If vet techs are going to refer to themselves as nurses (my vet's techs do) then they should know what Tequin is. :chuckle Did she insist you use the round thing to clip Mom's nails? Did she bring a wire brush to do Mom's hair? Did she suggest using liver flavored toothpaste to do Mom's oral care? Heh...
LOL!! No, but she did insist I take mom for a walk around the halls:rotfl:
I've had two good experiences. While working as a CNA in a LTC, one of my regular patients, who suffered from Alzheimer's, was a nurse. During her lucid moments, she enjoyed listening to my school experiences and what I was learning (I'm an LPN student).
Also, in clinicals, I took care of a post-surgical client who was an RN. She was also very helpful in talking to me about the nursing profession. A number of mistakes were made in her care (e.g., doctor punctured an artery when placing a picc line; nurse reported dressing was changed when it wasn't; wrong medication given that caused an allergic reaction) The RN client (In my classes, we're taught to say client vs patient) was not angry, but very frustrated. She pointed out all these things out to me in an instructional and cautionary manner. She also explained to me some interesting facts about one of her conditions and encouraged me to do further research, which I did. I learned a lot from her. (I think she was not more angry or assertive about the errors because of the emotional stress she was undergoing from personal matters)
I was also an emergency room patient a few months ago. I think I was nice, but I was very inquisitive. The staff "understood" as I explained to them that I was a nursing student.
I've cared for many medical professionals as an L&D/mother-baby nurse, and without fail, the message from every doctor & nurse was "don't assume I know how to take care of myself/take care of my baby just because I'm a (doctor, nurse, etc)". Mostly I cared for nurses and docs from other fields, but we also had several of our own nurses, 2 of our OBs, a CNM and one of our peds deliver on our floor in the time I worked there. I always made an effort to make sure the care I offered these patients was no different from the care I gave anyone else.

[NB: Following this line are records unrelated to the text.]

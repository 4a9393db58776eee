//! Rotation ticker
//!
//! Explicit scheduled-task abstraction around the periodic tick, decoupled
//! from the controller so tests can drive `on_tick` synchronously without
//! real time passing.

use crate::controller::RotationController;
use std::sync::Arc;
use std::time::Duration;
use tokio::sync::Mutex;
use tokio::task::JoinHandle;
use tokio::time::MissedTickBehavior;

/// Repeating tick driving a shared rotation controller.
///
/// Each tick takes the controller lock for the duration of the swap, so
/// every transition is one critical section. `shutdown` is idempotent and
/// also runs on drop.
#[derive(Debug)]
pub struct RotationTicker {
    handle: Option<JoinHandle<()>>,
}

impl RotationTicker {
    /// Spawn the tick task with the given period.
    #[must_use]
    pub fn spawn(controller: Arc<Mutex<RotationController>>, period: Duration) -> Self {
        let handle = tokio::spawn(async move {
            let mut interval = tokio::time::interval(period);
            interval.set_missed_tick_behavior(MissedTickBehavior::Skip);
            // the first tick fires immediately; the initial featured set
            // already exists, so discard it
            interval.tick().await;
            loop {
                interval.tick().await;
                controller.lock().await.on_tick();
            }
        });
        tracing::debug!(period_ms = period.as_millis() as u64, "rotation ticker spawned");
        Self {
            handle: Some(handle),
        }
    }

    /// Stop ticking. Idempotent; no `on_tick` fires after this returns.
    pub fn shutdown(&mut self) {
        if let Some(handle) = self.handle.take() {
            handle.abort();
            tracing::debug!("rotation ticker stopped");
        }
    }

    /// True while the tick task is still running
    #[inline]
    #[must_use]
    pub fn is_active(&self) -> bool {
        self.handle.as_ref().is_some_and(|h| !h.is_finished())
    }
}

impl Drop for RotationTicker {
    fn drop(&mut self) {
        self.shutdown();
    }
}
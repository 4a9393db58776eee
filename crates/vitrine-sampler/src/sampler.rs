//! Random draws from a candidate pool
//!
//! Provides the two draw shapes the rotation controller needs:
//! - a bounded unique subset (full rotation)
//! - a single member outside an exclusion set (slot backfill)

use rand::rngs::StdRng;
use rand::seq::SliceRandom;
use rand::SeedableRng;
use std::collections::HashSet;
use vitrine_catalog::{Product, ProductId};

/// Seedable sampler over product slices
#[derive(Debug)]
pub struct Sampler {
    rng: StdRng,
}

impl Sampler {
    /// Sampler with a fixed seed (reproducible draws)
    #[inline]
    #[must_use]
    pub fn from_seed(seed: u64) -> Self {
        Self {
            rng: StdRng::seed_from_u64(seed),
        }
    }

    /// Sampler seeded from the operating system
    #[inline]
    #[must_use]
    pub fn from_entropy() -> Self {
        Self {
            rng: StdRng::from_os_rng(),
        }
    }

    /// Draw up to `count` products with pairwise-distinct identities.
    ///
    /// The pool is de-duplicated by identity (first occurrence wins), a
    /// copy is Fisher-Yates shuffled, and a prefix of
    /// `min(count, |dedup pool|)` is taken. Never errors: asking for more
    /// than the pool holds returns everything, shuffled.
    #[must_use]
    pub fn pick_unique(&mut self, pool: &[Product], count: usize) -> Vec<Product> {
        let mut seen: HashSet<&ProductId> = HashSet::with_capacity(pool.len());
        let mut copy: Vec<Product> = pool
            .iter()
            .filter(|p| seen.insert(&p.id))
            .cloned()
            .collect();
        copy.shuffle(&mut self.rng);
        copy.truncate(count);
        copy
    }

    /// First pool member, in shuffled order, whose identity is not in
    /// `exclude`. `None` when every candidate is excluded.
    #[must_use]
    pub fn pick_excluding(
        &mut self,
        pool: &[Product],
        exclude: &HashSet<ProductId>,
    ) -> Option<Product> {
        let mut candidates: Vec<&Product> = pool.iter().collect();
        candidates.shuffle(&mut self.rng);
        candidates
            .into_iter()
            .find(|p| !exclude.contains(&p.id))
            .cloned()
    }
}
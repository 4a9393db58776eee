//! Demo binary: a minimal rendering collaborator for the storefront core.
//!
//! Loads a JSON record file (the stand-in for the external CSV loader),
//! prints the featured region across a few ticks, and demonstrates
//! expansion backfill and free-text search. All formatting lives here;
//! the core only hands out structured data.

use clap::{value_parser, Arg, Command};
use vitrine_core::prelude::*;

#[tokio::main]
async fn main() -> anyhow::Result<()> {
    tracing_subscriber::fmt()
        .with_env_filter(
            tracing_subscriber::EnvFilter::try_from_default_env()
                .unwrap_or_else(|_| "info".into()),
        )
        .init();

    let matches = Command::new("vitrine")
        .version(vitrine_core::VERSION)
        .about("Storefront core demo: featured rotation over a product catalog")
        .arg(
            Arg::new("records")
                .long("records")
                .required(true)
                .help("Path to a JSON array of field-name to text records"),
        )
        .arg(
            Arg::new("seed")
                .long("seed")
                .value_parser(value_parser!(u64))
                .help("Random seed for reproducible rotations"),
        )
        .arg(
            Arg::new("ticks")
                .long("ticks")
                .default_value("3")
                .value_parser(value_parser!(u32))
                .help("Number of rotations to print"),
        )
        .arg(
            Arg::new("query")
                .long("query")
                .help("Free-text filter to run against the catalog"),
        )
        .get_matches();

    let records = matches.get_one::<String>("records").expect("required");
    let ticks = *matches.get_one::<u32>("ticks").expect("defaulted");
    let sampler = match matches.get_one::<u64>("seed") {
        Some(seed) => Sampler::from_seed(*seed),
        None => Sampler::from_entropy(),
    };

    let config = StorefrontConfig::new();
    let source = JsonFileSource::new(records);
    let mut shop = Storefront::open(&source, config, sampler).await?;

    println!(
        "catalog: {} products, {} units in stock",
        shop.catalog().len(),
        shop.catalog().total_stock()
    );

    for round in 0..ticks {
        println!("\n-- featured (rotation {round}) --");
        render_featured(&shop).await;

        if round == 0 {
            // expand the first featured card to show the slot backfill
            let first = shop.featured().await[0].id.clone();
            match shop.expand(&first).await {
                Ok(_) => {
                    println!("\n-- expanded panels --");
                    for p in shop.expanded().await {
                        println!("  {} | {} | stock: {}", p.title, p.display_price(), p.stock);
                    }
                    println!("\n-- featured after backfill --");
                    render_featured(&shop).await;
                }
                Err(e) => println!("  ({e})"),
            }
        }

        shop.tick_now().await;
    }

    if let Some(query) = matches.get_one::<String>("query") {
        let hits = shop.search(query);
        println!("\n-- search {query:?}: {} hits --", hits.len());
        if hits.is_empty() {
            println!("  no results found");
        }
        for p in hits {
            println!("  {} | {}", p.title, p.display_price());
        }
    }

    shop.shutdown().await;
    Ok(())
}

async fn render_featured(shop: &Storefront) {
    let limit = shop.config().truncation_length;
    for p in shop.featured().await {
        println!(
            "  {} | {} | {}",
            p.title,
            p.display_price(),
            p.truncated_description(limit)
        );
    }
}
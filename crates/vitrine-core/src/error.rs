//! Error types for Vitrine Core
//!
//! Rotation errors are recoverable conditions the collaborator surfaces in
//! place ("nothing to expand"); storefront errors wrap the fatal
//! initialization failures.

use crate::source::SourceError;
use vitrine_catalog::{CatalogError, ProductId};

/// Rotation controller errors
#[derive(Debug, thiserror::Error)]
pub enum RotationError {
    /// The candidate pool was empty at construction
    #[error("candidate pool is empty")]
    EmptyPool,

    /// Expansion was requested for an identity no longer in the pool.
    ///
    /// A stale reference is a no-op failure, not fatal.
    #[error("nothing to expand: {0} is not in the candidate pool")]
    UnknownProduct(ProductId),
}

/// Storefront initialization and lifecycle errors
#[derive(Debug, thiserror::Error)]
pub enum StorefrontError {
    /// The external loader failed; the core never initializes from
    /// partial or absent data
    #[error("data source load failed: {0}")]
    LoadFailed(#[from] SourceError),

    /// The catalog could not be built
    #[error("catalog error: {0}")]
    Catalog(#[from] CatalogError),

    /// The rotation controller could not be built
    #[error("rotation error: {0}")]
    Rotation(#[from] RotationError),
}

One of my favorites though was when I had one of the vets I bring my dogs to in labor and postpartum. She was so scared of giving birth and caring for a HUMAN baby. She could do an emergency c-section on a guinea pig without blinking, and helped save my littlest dog's life when a respiratory infection overwhelmed his 1.5 pound body as a puppy, but she had never held a baby! I think she was afraid that people would assume that as a well-educated professional she would know what to do.
Many of both, two most memorable.
The retired MD had pretty advanced Alzheimer's and was with us post MI. We had to keep preventing him from "painting" with stool he had dug out of his rectum (or cleaning him up). Really sad.
The RN was in her 30's with three small children, had been a nurse manager, had severe neurological degeneration, was in apparent great pain and was unable to speak. However, she was alert and from the way she watched me, totally aware. All meds were via GT. She must have felt so defenseless. I did make a point of making eye contact, explaining to her what (crushed) meds I was administering and why, and trying to elicit alternitive forms of communication from her so we could assess her pain, etc. Also sad; there but for fortune...
...We have a doctor who is very prim & proper who was in with a lumbar lam. When the nurses helped him up he just flung the gown up out of the way and exposed his front side and then getting up exposed his back side. The nurses who had him said he didn't seem the least bit concerned or embarrassed about exposing himself. Since his surgery he's just as prim & proper as ever. Strange.......
I am not a healthcare worker, but can relate to the doctor. When I called the squad on myself in 2003, I chose to lie naked on the floor, since I was unable to clean myself up. I knew the squad would not mind, and my modesty was less important than ruining an old bathrobe.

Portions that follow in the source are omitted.